• **Information shown**:

//! Hook coverage scanner.
//!
//! Source files fire hooks (`do_action`, `apply_filters`) and listen to them
//! (`add_action`, `add_filter`). The catalog document lists the hooks the
//! project promises, one backticked name per list item or heading. Coverage
//! is the share of catalogued hooks that some source file actually fires.
//!
//! Each source directory is its own check, so only directories with modified
//! files are re-scanned; the rest replay their cached hook sites.

use crate::core::config::HooksConfig;
use crate::core::error;
use crate::core::time;
use crate::plugins::analyzer::{Analyzer, CheckSpec, CheckVerdict};
use crate::plugins::checksum::collect_files;
use regex::Regex;
use serde::{Deserialize, Serialize};
use serde_json::{Value as JsonValue, json};
use std::collections::{BTreeMap, BTreeSet};
use std::fs;
use std::path::{Path, PathBuf};
use std::sync::OnceLock;
use tracing::info;

pub const ANALYZER_NAME: &str = "hooks";

const CHECK_CATALOG: &str = "catalog";
const SCAN_PREFIX: &str = "scan:";

fn site_regex() -> &'static Regex {
    static RE: OnceLock<Regex> = OnceLock::new();
    RE.get_or_init(|| {
        Regex::new(r#"\b(do_action|apply_filters|add_action|add_filter)\s*\(\s*['"]([A-Za-z0-9_.:/\-]+)['"]"#)
            .expect("hook site regex is valid")
    })
}

fn catalog_regex() -> &'static Regex {
    static RE: OnceLock<Regex> = OnceLock::new();
    RE.get_or_init(|| {
        Regex::new(r"(?m)^\s*(?:[-*+]|\d+\.|#{2,6})\s+`([A-Za-z0-9_.:/\-]+)`")
            .expect("catalog regex is valid")
    })
}

#[derive(Debug, Clone, Copy, PartialEq, Eq, Serialize, Deserialize)]
#[serde(rename_all = "lowercase")]
pub enum SiteKind {
    Fire,
    Listen,
}

#[derive(Debug, Clone, PartialEq, Eq, Serialize, Deserialize)]
pub struct HookSite {
    pub hook: String,
    pub kind: SiteKind,
    pub file: String,
    pub line: usize,
}

impl HookSite {
    fn location(&self) -> String {
        format!("{}:{}", self.file, self.line)
    }
}

#[derive(Debug, Clone, Default, Serialize, Deserialize)]
struct ScanData {
    files: usize,
    sites: Vec<HookSite>,
}

#[derive(Debug, Clone, Default, Serialize, Deserialize)]
struct CatalogData {
    hooks: Vec<String>,
}

/// Hook sites found in `text`, with 1-based line numbers.
pub fn scan_source(file: &str, text: &str) -> Vec<HookSite> {
    let mut sites = Vec::new();
    for (idx, line) in text.lines().enumerate() {
        for caps in site_regex().captures_iter(line) {
            let kind = match &caps[1] {
                "do_action" | "apply_filters" => SiteKind::Fire,
                _ => SiteKind::Listen,
            };
            sites.push(HookSite {
                hook: caps[2].to_string(),
                kind,
                file: file.to_string(),
                line: idx + 1,
            });
        }
    }
    sites
}

/// Backticked hook names listed in the catalog, deduplicated in order.
pub fn parse_catalog(text: &str) -> Vec<String> {
    let mut seen = BTreeSet::new();
    catalog_regex()
        .captures_iter(text)
        .map(|c| c[1].to_string())
        .filter(|h| seen.insert(h.clone()))
        .collect()
}

#[derive(Debug, Clone, Default)]
pub struct HookInventory {
    pub files_scanned: usize,
    pub files_with_hooks: usize,
    pub fired: BTreeMap<String, Vec<String>>,
    pub listeners: BTreeMap<String, Vec<String>>,
    pub documented: BTreeSet<String>,
}

impl HookInventory {
    pub fn implemented(&self) -> usize {
        self.documented.iter().filter(|h| self.fired.contains_key(*h)).count()
    }

    /// Percentage of documented hooks that are fired; 100 with an empty catalog.
    pub fn coverage_percent(&self) -> f64 {
        if self.documented.is_empty() {
            return 100.0;
        }
        self.implemented() as f64 * 100.0 / self.documented.len() as f64
    }

    pub fn undocumented(&self) -> impl Iterator<Item = &String> {
        self.fired.keys().filter(|h| !self.documented.contains(*h))
    }

    pub fn missing(&self) -> impl Iterator<Item = &String> {
        self.documented.iter().filter(|h| !self.fired.contains_key(*h))
    }

    pub fn statistics(&self) -> JsonValue {
        let all: BTreeSet<&String> = self.fired.keys().chain(self.documented.iter()).collect();
        json!({
            "generated_at": time::now_epoch_z(),
            "total_files": self.files_scanned,
            "files_with_hooks": self.files_with_hooks,
            "total_hooks": all.len(),
            "fired_hooks": self.fired.len(),
            "documented_hooks": self.documented.len(),
            "implemented_hooks": self.implemented(),
            "undocumented_hooks": self.undocumented().count(),
            "missing_hooks": self.missing().count(),
            "listener_count": self.listeners.values().map(Vec::len).sum::<usize>(),
            "coverage_percent": (self.coverage_percent() * 10.0).round() / 10.0,
        })
    }

    pub fn implementation_map(&self) -> JsonValue {
        let all: BTreeSet<&String> = self.fired.keys().chain(self.documented.iter()).collect();
        let hooks: serde_json::Map<String, JsonValue> = all
            .into_iter()
            .map(|hook| {
                let documented = self.documented.contains(hook);
                let fired_at = self.fired.get(hook).cloned().unwrap_or_default();
                let status = match (documented, fired_at.is_empty()) {
                    (true, false) => "implemented",
                    (true, true) => "missing",
                    (false, _) => "undocumented",
                };
                (
                    hook.clone(),
                    json!({
                        "status": status,
                        "documented": documented,
                        "fired_at": fired_at,
                        "listeners": self.listeners.get(hook).cloned().unwrap_or_default(),
                    }),
                )
            })
            .collect();
        json!({
            "generated_at": time::now_epoch_z(),
            "hooks": hooks,
        })
    }
}

pub struct HookCoverageAnalyzer {
    project_root: PathBuf,
    config: HooksConfig,
    inventory: HookInventory,
}

impl HookCoverageAnalyzer {
    pub fn new(project_root: impl Into<PathBuf>, config: HooksConfig) -> Self {
        Self {
            project_root: project_root.into(),
            config,
            inventory: HookInventory::default(),
        }
    }

    /// Inventory assembled by the last analysis.
    pub fn inventory(&self) -> &HookInventory {
        &self.inventory
    }

    fn rel(&self, path: &Path) -> String {
        path.strip_prefix(&self.project_root)
            .unwrap_or(path)
            .to_string_lossy()
            .replace('\\', "/")
    }

    fn scan_dir(&self, dir: &Path) -> CheckVerdict {
        let files: Vec<PathBuf> = collect_files(&self.project_root, &[dir.to_path_buf()])
            .into_iter()
            .filter(|f| {
                f.extension()
                    .and_then(|e| e.to_str())
                    .is_some_and(|e| self.config.extensions.iter().any(|x| x == e))
            })
            .collect();
        let mut verdict = CheckVerdict::default();
        let mut data = ScanData {
            files: files.len(),
            sites: Vec::new(),
        };
        for file in &files {
            match fs::read_to_string(file) {
                Ok(text) => data.sites.extend(scan_source(&self.rel(file), &text)),
                Err(e) => verdict.warn(format!("{}: unreadable ({})", self.rel(file), e)),
            }
        }
        verdict.data = serde_json::to_value(&data).unwrap_or(JsonValue::Null);
        verdict
    }

    fn read_catalog(&self) -> CheckVerdict {
        let mut verdict = CheckVerdict::default();
        let path = self.project_root.join(&self.config.catalog);
        let hooks = match fs::read_to_string(&path) {
            Ok(text) => parse_catalog(&text),
            Err(_) => {
                verdict.warn(format!("hook catalog {} not found", self.rel(&path)));
                Vec::new()
            }
        };
        verdict.data = serde_json::to_value(CatalogData { hooks }).unwrap_or(JsonValue::Null);
        verdict
    }

    /// Write the statistics and implementation map documents.
    pub fn write_artifacts(&self) -> Result<(), error::AutomationError> {
        for (path, doc) in [
            (&self.config.statistics_output, self.inventory.statistics()),
            (&self.config.implementation_map_output, self.inventory.implementation_map()),
        ] {
            let path = self.project_root.join(path);
            if let Some(parent) = path.parent() {
                fs::create_dir_all(parent)?;
            }
            fs::write(&path, serde_json::to_string_pretty(&doc)?)?;
        }
        info!(
            hooks = self.inventory.fired.len(),
            coverage = self.inventory.coverage_percent(),
            "hook artifacts written"
        );
        Ok(())
    }
}

impl Analyzer for HookCoverageAnalyzer {
    fn name(&self) -> &str {
        ANALYZER_NAME
    }

    fn checks(&self) -> Vec<CheckSpec> {
        let mut checks = vec![CheckSpec::new(CHECK_CATALOG, &self.config.catalog)];
        for dir in &self.config.source_dirs {
            checks.push(CheckSpec::new(
                format!("{}{}", SCAN_PREFIX, dir.to_string_lossy().replace('\\', "/")),
                dir,
            ));
        }
        checks
    }

    fn run_check(&mut self, check: &CheckSpec) -> CheckVerdict {
        if check.name == CHECK_CATALOG {
            self.read_catalog()
        } else {
            self.scan_dir(&check.input)
        }
    }

    fn finish(&mut self, verdicts: &BTreeMap<String, CheckVerdict>) -> CheckVerdict {
        let mut inventory = HookInventory::default();
        for (name, verdict) in verdicts {
            if name == CHECK_CATALOG {
                let catalog: CatalogData =
                    serde_json::from_value(verdict.data.clone()).unwrap_or_default();
                inventory.documented.extend(catalog.hooks);
                continue;
            }
            let scan: ScanData = serde_json::from_value(verdict.data.clone()).unwrap_or_default();
            inventory.files_scanned += scan.files;
            inventory.files_with_hooks += scan
                .sites
                .iter()
                .map(|s| s.file.as_str())
                .collect::<BTreeSet<_>>()
                .len();
            for site in scan.sites {
                let target = match site.kind {
                    SiteKind::Fire => &mut inventory.fired,
                    SiteKind::Listen => &mut inventory.listeners,
                };
                target.entry(site.hook.clone()).or_default().push(site.location());
            }
        }

        let mut verdict = CheckVerdict::default();
        for hook in inventory.undocumented() {
            let first = inventory.fired[hook].first().cloned().unwrap_or_default();
            verdict.warn(format!("hook '{}' is fired at {} but not documented", hook, first));
        }
        for hook in inventory.missing() {
            verdict.warn(format!("documented hook '{}' is never fired", hook));
        }
        for (hook, locations) in &inventory.listeners {
            if !inventory.fired.contains_key(hook) && !inventory.documented.contains(hook) {
                verdict.warn(format!(
                    "listener for unknown hook '{}' at {}",
                    hook,
                    locations.first().cloned().unwrap_or_default()
                ));
            }
        }
        let coverage = inventory.coverage_percent();
        if coverage < self.config.min_coverage {
            verdict.error(format!(
                "hook coverage {:.1}% is below the required {:.1}%",
                coverage, self.config.min_coverage
            ));
        }
        self.inventory = inventory;
        verdict
    }
}

#[cfg(test)]
mod tests {
    use super::*;

    #[test]
    fn source_scan_classifies_sites() {
        let sites = scan_source(
            "app/boot.php",
            "<?php\ndo_action('init');\n$x = apply_filters( \"title\", $x );\nadd_action('init', 'f');\n",
        );
        assert_eq!(sites.len(), 3);
        assert_eq!(sites[0].hook, "init");
        assert_eq!(sites[0].kind, SiteKind::Fire);
        assert_eq!(sites[1].line, 3);
        assert_eq!(sites[2].kind, SiteKind::Listen);
    }

    #[test]
    fn catalog_reads_list_items_and_headings() {
        let hooks = parse_catalog("# Hooks\n\n- `init` fires early\n### `title`\n* `init`\nprose `ignored`\n");
        assert_eq!(hooks, vec!["init", "title"]);
    }

    #[test]
    fn coverage_counts_documented_hooks_that_fire() {
        let mut inv = HookInventory::default();
        inv.documented.extend(["a".to_string(), "b".to_string()]);
        inv.fired.insert("a".to_string(), vec!["x.php:1".to_string()]);
        inv.fired.insert("c".to_string(), vec!["x.php:2".to_string()]);
        assert!((inv.coverage_percent() - 50.0).abs() < 1e-9);
        assert_eq!(inv.undocumented().collect::<Vec<_>>(), vec!["c"]);
        assert_eq!(inv.missing().collect::<Vec<_>>(), vec!["b"]);
        let map = inv.implementation_map();
        assert_eq!(map["hooks"]["a"]["status"], "implemented");
        assert_eq!(map["hooks"]["b"]["status"], "missing");
        assert_eq!(map["hooks"]["c"]["status"], "undocumented");
        assert_eq!(inv.statistics()["total_hooks"], 3);
    }

    #[test]
    fn empty_catalog_is_fully_covered() {
        assert_eq!(HookInventory::default().coverage_percent(), 100.0);
    }
}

• **What you should do**:
Reproduce exactly, and only, the lines from the start of the entries through the one that contains "#[derive(Debug, Clone, PartialEq, Eq, Serialize, Deserialize)]".

• **Solution to this exercise**:
//! Hook coverage scanner.
//!
//! Source files fire hooks (`do_action`, `apply_filters`) and listen to them
//! (`add_action`, `add_filter`). The catalog document lists the hooks the
//! project promises, one backticked name per list item or heading. Coverage
//! is the share of catalogued hooks that some source file actually fires.
//!
//! Each source directory is its own check, so only directories with modified
//! files are re-scanned; the rest replay their cached hook sites.

use crate::core::config::HooksConfig;
use crate::core::error;
use crate::core::time;
use crate::plugins::analyzer::{Analyzer, CheckSpec, CheckVerdict};
use crate::plugins::checksum::collect_files;
use regex::Regex;
use serde::{Deserialize, Serialize};
use serde_json::{Value as JsonValue, json};
use std::collections::{BTreeMap, BTreeSet};
use std::fs;
use std::path::{Path, PathBuf};
use std::sync::OnceLock;
use tracing::info;

pub const ANALYZER_NAME: &str = "hooks";

const CHECK_CATALOG: &str = "catalog";
const SCAN_PREFIX: &str = "scan:";

fn site_regex() -> &'static Regex {
    static RE: OnceLock<Regex> = OnceLock::new();
    RE.get_or_init(|| {
        Regex::new(r#"\b(do_action|apply_filters|add_action|add_filter)\s*\(\s*['"]([A-Za-z0-9_.:/\-]+)['"]"#)
            .expect("hook site regex is valid")
    })
}

fn catalog_regex() -> &'static Regex {
    static RE: OnceLock<Regex> = OnceLock::new();
    RE.get_or_init(|| {
        Regex::new(r"(?m)^\s*(?:[-*+]|\d+\.|#{2,6})\s+`([A-Za-z0-9_.:/\-]+)`")
            .expect("catalog regex is valid")
    })
}

#[derive(Debug, Clone, Copy, PartialEq, Eq, Serialize, Deserialize)]
#[serde(rename_all = "lowercase")]
pub enum SiteKind {
    Fire,
    Listen,
}

#[derive(Debug, Clone, PartialEq, Eq, Serialize, Deserialize)]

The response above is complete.